▶ [Your instructions]
Among the entries below, copy every line that carries the word "transport".

▶ [Material supplied]
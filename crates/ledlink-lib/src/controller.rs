//! Controller — the API a front end drives.
//!
//! Owns the configuration mirror, the connection state machine and the
//! optional heartbeat, all behind one [`Arc`] so the sync loop sees edits and
//! peer changes as soon as they are made. Every method takes `&self`; a
//! `Controller` can be shared across threads.

use std::sync::{Arc, Mutex, MutexGuard};
use std::time::Duration;

use crate::config::Config;
use crate::connection::{ConnectStep, Connection, ConnectionState};
use crate::device_config::{ConfigField, DeviceConfig, NetworkCredential};
use crate::error::Result;
use crate::networks::{self, CredentialField, MoveDirection, RemovalGate};
use crate::protocol::Command;
use crate::sync::{SyncLoop, SyncSource};
use crate::transport::Transport;

/// Result of [`Controller::connect`].
#[derive(Debug, Clone, PartialEq, Eq)]
pub enum ConnectOutcome {
    /// Was connected and no target was given: now disconnected.
    Toggled,
    /// A connect attempt is already running; nothing was done.
    Busy,
    /// The device answered and its configuration was merged.
    Connected,
    /// The attempt failed; the state is now `Error`. An attempt retired by a
    /// disconnect or peer change while its query was out leaves the state
    /// alone.
    Failed(String),
}

struct Shared {
    // Lock order: link, then config.
    link: Mutex<Connection>,
    config: Mutex<DeviceConfig>,
    status: Mutex<String>,
}

impl SyncSource for Shared {
    fn snapshot(&self) -> Option<(String, DeviceConfig)> {
        let link = lock(&self.link);
        if !link.is_connected() {
            return None;
        }
        let config = lock(&self.config).clone();
        Some((link.peer().to_string(), config))
    }
}

fn lock<T>(m: &Mutex<T>) -> MutexGuard<'_, T> {
    m.lock().unwrap_or_else(|e| e.into_inner())
}

pub struct Controller {
    transport: Arc<dyn Transport>,
    shared: Arc<Shared>,
    removal: Mutex<RemovalGate>,
    sync: Mutex<Option<SyncLoop>>,
    reply_timeout: Duration,
}

impl Controller {
    /// New controller for the peer and timing in `settings`, starting
    /// disconnected with a default configuration.
    pub fn new(transport: Arc<dyn Transport>, settings: &Config) -> Self {
        Self {
            transport,
            shared: Arc::new(Shared {
                link: Mutex::new(Connection::new(settings.peer.trim())),
                config: Mutex::new(DeviceConfig::default()),
                status: Mutex::new(String::new()),
            }),
            removal: Mutex::new(RemovalGate::new()),
            sync: Mutex::new(None),
            reply_timeout: settings.reply_timeout(),
        }
    }

    // ── Connection ──

    /// Connect to `target` (or the current peer), pulling its configuration.
    ///
    /// With no target while connected, this disconnects instead and makes
    /// no network call.
    pub fn connect(&self, target: Option<&str>) -> ConnectOutcome {
        let (addr, attempt) = match lock(&self.shared.link).begin_connect(target) {
            ConnectStep::Toggled => {
                log::info!("disconnected");
                self.set_status("Disconnected");
                return ConnectOutcome::Toggled;
            }
            ConnectStep::Busy => return ConnectOutcome::Busy,
            ConnectStep::Query(addr, attempt) => (addr, attempt),
        };
        self.set_status(format!("Connecting to {addr}..."));

        let reply = Command::GetConfig.encode().and_then(|query| {
            Ok(self
                .transport
                .send_and_receive(&addr, &query, self.reply_timeout)?)
        });

        let mut link = lock(&self.shared.link);
        if !link.is_pending(attempt) {
            log::debug!("connect to {addr} superseded");
            return ConnectOutcome::Failed(format!("connection to {addr} was superseded"));
        }
        let merged = reply.and_then(|payload| lock(&self.shared.config).merge_reply(&payload));
        match merged {
            Ok(()) => {
                link.finish_connect(attempt, Ok(()));
                drop(link);
                log::info!("connected to {addr}");
                self.set_status(format!("Connected to {addr}"));
                ConnectOutcome::Connected
            }
            Err(e) => {
                let msg = e.to_string();
                link.finish_connect(attempt, Err(msg.clone()));
                drop(link);
                log::warn!("connect to {addr} failed: {msg}");
                self.set_status(format!("Connect failed: {msg}"));
                ConnectOutcome::Failed(msg)
            }
        }
    }

    pub fn disconnect(&self) {
        lock(&self.shared.link).disconnect();
        self.set_status("Disconnected");
    }

    /// Change the device address. A live session is dropped, since the new
    /// address has not answered yet.
    pub fn set_peer(&self, peer: &str) {
        let invalidated = lock(&self.shared.link).set_peer(peer);
        if invalidated {
            log::info!("peer changed to {}; disconnected", peer.trim());
            self.set_status("IP changed, please reconnect");
        }
    }

    pub fn peer(&self) -> String {
        lock(&self.shared.link).peer().to_string()
    }

    pub fn state(&self) -> ConnectionState {
        lock(&self.shared.link).state().clone()
    }

    pub fn is_connected(&self) -> bool {
        lock(&self.shared.link).is_connected()
    }

    pub fn status(&self) -> String {
        lock(&self.shared.status).clone()
    }

    fn set_status(&self, status: impl Into<String>) {
        *lock(&self.shared.status) = status.into();
    }

    // ── Configuration ──

    /// Snapshot of the configuration mirror.
    pub fn config(&self) -> DeviceConfig {
        lock(&self.shared.config).clone()
    }

    /// Apply one validated edit. The heartbeat picks it up on its next tick.
    pub fn update_config(&self, field: ConfigField, value: &str) -> Result<()> {
        lock(&self.shared.config).set(field, value)?;
        Ok(())
    }

    /// Edit the configuration in place. Values are normalized on the wire,
    /// not here.
    pub fn edit_config<R>(&self, f: impl FnOnce(&mut DeviceConfig) -> R) -> R {
        f(&mut lock(&self.shared.config))
    }

    /// Send a discrete command to the peer right away, bypassing the
    /// heartbeat. Not retried.
    pub fn send_immediate(&self, command: Command) -> Result<()> {
        let peer = self.peer();
        let result = command
            .encode()
            .and_then(|payload| Ok(self.transport.send(&peer, &payload)?));
        match &result {
            Ok(()) => self.set_status(format!("Sent {}", command.tag())),
            Err(e) => {
                log::warn!("{} to {peer} failed: {e}", command.tag());
                self.set_status(format!("Send failed: {e}"));
            }
        }
        result
    }

    // ── Heartbeat ──

    /// Source the sync loop reads from; lets a caller drive ticks by hand.
    pub fn sync_source(&self) -> Arc<dyn SyncSource> {
        self.shared.clone()
    }

    /// Start mirroring the configuration every `interval`. Restarts a
    /// running loop.
    pub fn start_sync(&self, interval: Duration) {
        let fresh = SyncLoop::start(self.sync_source(), Arc::clone(&self.transport), interval);
        *lock(&self.sync) = Some(fresh);
    }

    pub fn stop_sync(&self) {
        if let Some(mut sync) = lock(&self.sync).take() {
            sync.stop();
        }
    }

    pub fn is_syncing(&self) -> bool {
        lock(&self.sync).as_ref().is_some_and(SyncLoop::is_running)
    }

    // ── Networks ──

    /// Current credential list (empty when the device reported none).
    pub fn networks(&self) -> Vec<NetworkCredential> {
        lock(&self.shared.config).wifi.clone().unwrap_or_default()
    }

    fn with_networks<R>(&self, f: impl FnOnce(&mut Vec<NetworkCredential>) -> R) -> R {
        let mut config = lock(&self.shared.config);
        f(config.wifi.get_or_insert_with(Vec::new))
    }

    /// Append an empty credential entry; returns its index.
    pub fn add_network(&self) -> usize {
        self.with_networks(networks::add)
    }

    pub fn update_network(&self, index: usize, field: CredentialField, value: &str) -> bool {
        self.with_networks(|list| networks::update(list, index, field, value))
    }

    /// First step of removing an entry; see [`confirm_network_removal`](Self::confirm_network_removal).
    pub fn request_network_removal(&self, index: usize) -> bool {
        let list = self.networks();
        lock(&self.removal).request_removal(&list, index)
    }

    pub fn confirm_network_removal(&self, index: usize) -> Option<NetworkCredential> {
        let mut gate = lock(&self.removal);
        self.with_networks(|list| gate.confirm_removal(list, index))
    }

    pub fn cancel_network_removal(&self) {
        lock(&self.removal).cancel_removal();
    }

    pub fn move_network(&self, index: usize, direction: MoveDirection) -> bool {
        self.with_networks(|list| networks::move_entry(list, index, direction))
    }

    /// Push the credential list to the device and ask it to save.
    ///
    /// Does nothing when no list has been loaded or edited.
    pub fn commit_networks(&self) -> Result<()> {
        let Some(list) = lock(&self.shared.config).wifi.clone() else {
            log::debug!("no credential list to commit");
            return Ok(());
        };
        let peer = self.peer();
        match networks::commit(self.transport.as_ref(), &peer, &list) {
            Ok(()) => {
                self.set_status("WiFi settings saved");
                Ok(())
            }
            Err(e) => {
                self.set_status(format!("Saving WiFi settings failed: {e}"));
                Err(e)
            }
        }
    }
}

impl Drop for Controller {
    fn drop(&mut self) {
        self.stop_sync();
    }
}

▶ [Solution to this exercise]
use crate::transport::Transport;
    transport: Arc<dyn Transport>,
    pub fn new(transport: Arc<dyn Transport>, settings: &Config) -> Self {
            transport,
                .transport
            .and_then(|payload| Ok(self.transport.send(&peer, &payload)?));
        let fresh = SyncLoop::start(self.sync_source(), Arc::clone(&self.transport), interval);
        match networks::commit(self.transport.as_ref(), &peer, &list) {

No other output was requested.